Come back или Вы всегда будете женщиной - страница 16



Некоторое время прогуливаюсь по главной улице города, заглядывая в магазины, рассматриваю горожан: мне совсем не попадаются на глаза лица беспокойные или угрюмые, как дома, в России. Ловлю себя на том, что не пропускаю взглядом ни одну грудастую женщину или девушку. Взглядом озабоченного подростка прилипаю к области декольте. «У меня скоро этого не будет», – каждый раз мысленно повторяю, не веря себе, я.

Проголодавшись, вижу, как посреди улицы рослые мужчины в стилизованном под сказочный домик киоске поджаривают на огне аппетитные сосиски. Не могу противиться магии носящихся в воздухе ароматов, дружелюбным улыбкам продавцов и особенно виду источающих сок сосисок: прямо около киоска «обедаю» вкуснейшим хот-догом с длиннющей краковской сосиской и горчицей за три евро. Видел бы меня мой сынишка за этим занятием! Я всегда его ограждала от такого рода пищи, будучи последовательным противником фастфуда.

Захожу в кафе и заказываю кофе с пирожным, устроившись в мягком кресле за крошечным одноместным круглым столиком. Среди посетителей кафе большинство – хорошо одетые пенсионеры: респектабельные и красивые немцы и принаряженные, с аккуратными стрижками и незамысловатой бижутерией немки. Они увлеченно общаются друг с другом, я же, попивая кофе, смотрю через стекло на текущую мимо меня по улице реку пешеходов. Я по-прежнему больна и не могу не помнить это, но и не могу быть несчастна вот именно сейчас, с чашечкой крепкого кофе в руке за столиком с безупречно-белой скатертью в этой европейской кафешке. Отдохнув, направляюсь к своему отелю.

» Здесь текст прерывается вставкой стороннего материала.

//! Requirement diagrams linking requirements to the elements satisfying them.

use std::fmt;
use std::fmt::Write;

use crate::config::Config;
use crate::graph::Diagram;

/// Risk level of a requirement.
#[derive(Debug, Clone, Copy, PartialEq, Eq)]
pub enum Risk {
    Low,
    Medium,
    High,
}

impl Risk {
    pub fn as_str(&self) -> &'static str {
        match self {
            Risk::Low => "Low",
            Risk::Medium => "Medium",
            Risk::High => "High",
        }
    }
}

impl From<Risk> for String {
    fn from(risk: Risk) -> Self {
        risk.as_str().to_string()
    }
}

/// How a requirement is verified.
#[derive(Debug, Clone, Copy, PartialEq, Eq)]
pub enum VerifyMethod {
    Analysis,
    Inspection,
    Test,
    Demonstration,
}

impl VerifyMethod {
    pub fn as_str(&self) -> &'static str {
        match self {
            VerifyMethod::Analysis => "Analysis",
            VerifyMethod::Inspection => "Inspection",
            VerifyMethod::Test => "Test",
            VerifyMethod::Demonstration => "Demonstration",
        }
    }
}

impl From<VerifyMethod> for String {
    fn from(method: VerifyMethod) -> Self {
        method.as_str().to_string()
    }
}

/// Requirement category keyword.
#[derive(Debug, Clone, Copy, PartialEq, Eq)]
pub enum RequirementKind {
    Requirement,
    Functional,
    Interface,
    Performance,
    Physical,
    DesignConstraint,
}

impl RequirementKind {
    pub fn as_str(&self) -> &'static str {
        match self {
            RequirementKind::Requirement => "requirement",
            RequirementKind::Functional => "functionalRequirement",
            RequirementKind::Interface => "interfaceRequirement",
            RequirementKind::Performance => "performanceRequirement",
            RequirementKind::Physical => "physicalRequirement",
            RequirementKind::DesignConstraint => "designConstraint",
        }
    }
}

impl From<RequirementKind> for String {
    fn from(kind: RequirementKind) -> Self {
        kind.as_str().to_string()
    }
}

/// Anything a [`Link`] can connect.
pub trait Named {
    fn name(&self) -> &str;
}

/// A requirement block.
///
/// Kind, risk and verify method accept the matching enum or any free-form
/// string, which passes through to the script verbatim.
#[derive(Debug, Clone, PartialEq, Eq)]
pub struct Requirement {
    pub id: String,
    pub name: String,
    pub text: String,
    pub kind: String,
    pub risk: String,
    pub verify_method: String,
}

impl Requirement {
    pub fn new(
        id: impl Into<String>,
        name: impl Into<String>,
        text: impl Into<String>,
        kind: impl Into<String>,
        risk: impl Into<String>,
        verify_method: impl Into<String>,
    ) -> Self {
        Self {
            id: id.into(),
            name: name.into(),
            text: text.into(),
            kind: kind.into(),
            risk: risk.into(),
            verify_method: verify_method.into(),
        }
    }
}

impl Named for Requirement {
    fn name(&self) -> &str {
        &self.name
    }
}

impl fmt::Display for Requirement {
    fn fmt(&self, f: &mut fmt::Formatter<'_>) -> fmt::Result {
        writeln!(f, "{} {} {{", self.kind, self.name)?;
        writeln!(f, "\tid: {}", self.id)?;
        writeln!(f, "\ttext: {}", self.text)?;
        writeln!(f, "\trisk: {}", self.risk)?;
        writeln!(f, "\tverifymethod: {}", self.verify_method)?;
        writeln!(f, "}}")
    }
}

/// An element block, optionally pointing at a document.
#[derive(Debug, Clone, PartialEq, Eq)]
pub struct Element {
    pub name: String,
    pub kind: String,
    pub doc_ref: Option<String>,
}

impl Element {
    pub fn new(name: impl Into<String>, kind: impl Into<String>) -> Self {
        Self {
            name: name.into(),
            kind: kind.into(),
            doc_ref: None,
        }
    }

    pub fn with_doc_ref(mut self, doc_ref: impl Into<String>) -> Self {
        self.doc_ref = Some(doc_ref.into());
        self
    }
}

impl Named for Element {
    fn name(&self) -> &str {
        &self.name
    }
}

impl fmt::Display for Element {
    fn fmt(&self, f: &mut fmt::Formatter<'_>) -> fmt::Result {
        writeln!(f, "element {} {{", self.name)?;
        writeln!(f, "\ttype: \"{}\"", self.kind)?;
        if let Some(doc_ref) = &self.doc_ref {
            writeln!(f, "\tdocRef: {doc_ref}")?;
        }
        writeln!(f, "}}")
    }
}

/// A relationship line such as `a - traces -> b`.
#[derive(Debug, Clone, PartialEq, Eq)]
pub struct Link {
    pub source: String,
    pub destination: String,
    pub kind: String,
}

impl Link {
    pub fn new(source: &impl Named, destination: &impl Named, kind: impl Into<String>) -> Self {
        Self {
            source: source.name().to_string(),
            destination: destination.name().to_string(),
            kind: kind.into(),
        }
    }
}

impl fmt::Display for Link {
    fn fmt(&self, f: &mut fmt::Formatter<'_>) -> fmt::Result {
        write!(f, "{} - {} -> {}", self.source, self.kind, self.destination)
    }
}

/// A `requirementDiagram`.
#[derive(Debug, Clone)]
pub struct RequirementDiagram {
    pub title: String,
    pub elements: Vec<Element>,
    pub requirements: Vec<Requirement>,
    pub links: Vec<Link>,
    pub config: Option<Config>,
}

impl RequirementDiagram {
    pub fn new(
        title: impl Into<String>,
        elements: impl IntoIterator<Item = Element>,
        requirements: impl IntoIterator<Item = Requirement>,
        links: impl IntoIterator<Item = Link>,
    ) -> Self {
        Self {
            title: title.into(),
            elements: elements.into_iter().collect(),
            requirements: requirements.into_iter().collect(),
            links: links.into_iter().collect(),
            config: None,
        }
    }

    pub fn with_config(mut self, config: Config) -> Self {
        self.config = Some(config);
        self
    }
}

impl Diagram for RequirementDiagram {
    fn title(&self) -> &str {
        &self.title
    }

    fn config(&self) -> Option<&Config> {
        self.config.as_ref()
    }

    fn write_body(&self, out: &mut String) {
        out.push_str("\nrequirementDiagram\n");
        for element in &self.elements {
            let _ = writeln!(out, "{element}");
        }
        for requirement in &self.requirements {
            let _ = writeln!(out, "{requirement}");
        }
        for link in &self.links {
            let _ = writeln!(out, "{link}");
        }
    }
}

#[cfg(test)]
mod tests {
    use pretty_assertions::assert_eq;

    use super::*;

    #[test]
    fn requirement_from_strings() {
        let requirement =
            Requirement::new("1", "test_req", "the test text.", "requirement", "high", "Test");
        let expected = concat!(
            "requirement test_req {\n",
            "\tid: 1\n",
            "\ttext: the test text.\n",
            "\trisk: high\n",
            "\tverifymethod: Test\n",
            "}\n",
        );
        assert_eq!(requirement.to_string(), expected);
    }

    #[test]
    fn requirement_from_enums() {
        let requirement = Requirement::new(
            "1",
            "test_req",
            "the test text.",
            RequirementKind::Interface,
            Risk::Low,
            VerifyMethod::Analysis,
        );
        let expected = concat!(
            "interfaceRequirement test_req {\n",
            "\tid: 1\n",
            "\ttext: the test text.\n",
            "\trisk: Low\n",
            "\tverifymethod: Analysis\n",
            "}\n",
        );
        assert_eq!(requirement.to_string(), expected);
    }

    #[test]
    fn element_with_doc_ref() {
        let element = Element::new("test_entity", "simulation").with_doc_ref("/test/test_....py");
        let expected = concat!(
            "element test_entity {\n",
            "\ttype: \"simulation\"\n",
            "\tdocRef: /test/test_....py\n",
            "}\n",
        );
        assert_eq!(element.to_string(), expected);
    }

    #[test]
    fn element_without_doc_ref() {
        let element = Element::new("test_entity", "simulation");
        let expected = concat!("element test_entity {\n", "\ttype: \"simulation\"\n", "}\n");
        assert_eq!(element.to_string(), expected);
    }

    #[test]
    fn link_between_element_and_requirement() {
        let element = Element::new("test_entity", "simulation");
        let requirement =
            Requirement::new("1", "test_req", "text", "requirement", "high", "Test");
        let link = Link::new(&element, &requirement, "traces");
        assert_eq!(link.to_string(), "test_entity - traces -> test_req");
    }

    #[test]
    fn link_between_requirements() {
        let first = Requirement::new("1", "test_req", "text", "requirement", "high", "Test");
        let second = Requirement::new("2", "test_req2", "text", "requirement", "high", "Test");
        let link = Link::new(&first, &second, "contains");
        assert_eq!(link.to_string(), "test_req - contains -> test_req2");
    }

    fn sample_diagram() -> RequirementDiagram {
        let elements = [
            Element::new("test_entity_1", "simulation"),
            Element::new("test_entity_2", "simulation"),
        ];
        let requirements = [
            Requirement::new(
                "1.1",
                "test_req_1",
                "the test text.",
                "requirement",
                "high",
                "Test",
            ),
            Requirement::new(
                "1.2",
                "test_req_2",
                "the test text.",
                "requirement",
                "high",
                "Test",
            ),
        ];
        let links = [
            Link::new(&elements[0], &requirements[0], "traces"),
            Link::new(&elements[1], &requirements[1], "traces"),
            Link::new(&requirements[0], &requirements[1], "contains"),
        ];
        RequirementDiagram::new("simple requirement", elements, requirements, links)
    }

    const SAMPLE_BODY: &str = concat!(
        "requirementDiagram\n",
        "element test_entity_1 {\n",
        "\ttype: \"simulation\"\n",
        "}\n",
        "\n",
        "element test_entity_2 {\n",
        "\ttype: \"simulation\"\n",
        "}\n",
        "\n",
        "requirement test_req_1 {\n",
        "\tid: 1.1\n",
        "\ttext: the test text.\n",
        "\trisk: high\n",
        "\tverifymethod: Test\n",
        "}\n",
        "\n",
        "requirement test_req_2 {\n",
        "\tid: 1.2\n",
        "\ttext: the test text.\n",
        "\trisk: high\n",
        "\tverifymethod: Test\n",
        "}\n",
        "\n",
        "test_entity_1 - traces -> test_req_1\n",
        "test_entity_2 - traces -> test_req_2\n",
        "test_req_1 - contains -> test_req_2\n",
    );

    #[test]
    fn diagram_script() {
        let expected = format!("---\ntitle: simple requirement\n---\n{SAMPLE_BODY}");
        assert_eq!(sample_diagram().script(), expected);
    }

    #[test]
    fn diagram_script_with_config() {
        let diagram = sample_diagram().with_config(Config {
            primary_color: Some("red".to_string()),
            ..Config::default()
        });
        let header = concat!(
            "---\n",
            "title: simple requirement\n",
            "---\n",
            "%%{\n",
            "\tinit: {\n",
            "\t\t\"theme\": \"default\",\n",
            "\t\t\"themeVariables\": {\n",
            "\t\t\t\"primaryColor\": \"red\"\n",
            "\t\t}\n",
            "\t}\n",
            "}%%\n",
            "\n",
        );
        let expected = format!("{header}{SAMPLE_BODY}");
        assert_eq!(diagram.script(), expected);
    }
}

По дороге замечаю хрупкую старушку очень преклонных лет. Она безуспешно пытается справиться с тугой входной дверью в подъезд, да ещё и вкатить свою коляску. Прихожу ей на помощь. Старушка настоящий «божий одуванчик» – легчайшие серебряные волнистые волосы короткой шарообразной стрижки довершают это сходство. Очень добрая, детски-беззащитная улыбка на бескровном лице обращена ко мне. «Сколько ей лет, 90, больше?» – думаю я, вкатывая её коляску. В этот момент она, поблагодарив, поворачивается ко мне спиной, и я с ужасом вижу её затылок. Неожиданный контраст! На затылке довольно глубокая «дыра» (назвать иначе не могу) диаметром больше двух сантиметров, незаживающая кроваво-красная рана в обрамление невесомых волос. Это не травма, а что-то другое, серьёзнее. Как это не вяжется с безмятежным лицом и доверчивой улыбкой! Убеждена, что эта встреча не случайна.

Я теперь чувствую себя в одной лодке с ними, больными людьми. Я такая же. Больше им сочувствую, лучше понимаю.

Перед сном иду в душ и смотрю на своё ещё смуглое после Агадира обнаженное тело. Правая грудь ярко выделяется, словно разрисованная сумасшедшим художником. Следы от дневного выстрела черно-синие, а от первого – желто-зеленые. Такую грудь не жалко и отрезать, подбадриваю себя я! И встаю под горячие струи воды.

Обследование

Клиника Эссена мне понравилась. На приеме у доктора не было ощущения, что я смертельно или даже просто опасно больна. Не зная языка, я видела, насколько организованно и толково началось наше взаимодействие. По словам Ефгении, немцы-доктора сообщают информацию без прикрас. И это похоже на правду.

В течение нескольких следующих дней я прохожу обследование в сопровождении переводчицы, кружась по длинным светлым коридорам и переходам, и ежедневно только за услуги перевода расставаясь с суммами от ста до двухсот пятидесяти евро (почасовая оплата тридцать пять евро). Клиника не провоцирует на негативное настроение, и только однажды я получаю весомое подтверждение тому, что рак – трагедия для заболевшего. Это случается, когда мы с Ефгенией выходим на лестничную площадку. Я обращаю внимание на затянутые сеткой пролёты, интересуюсь, зачем это, и получаю прямолинейный ответ: «Чтоб люди, узнавшие свой диагноз, не бросились в лестничный пролет. Каждые два этажа – сетка». Мне становится не по себе.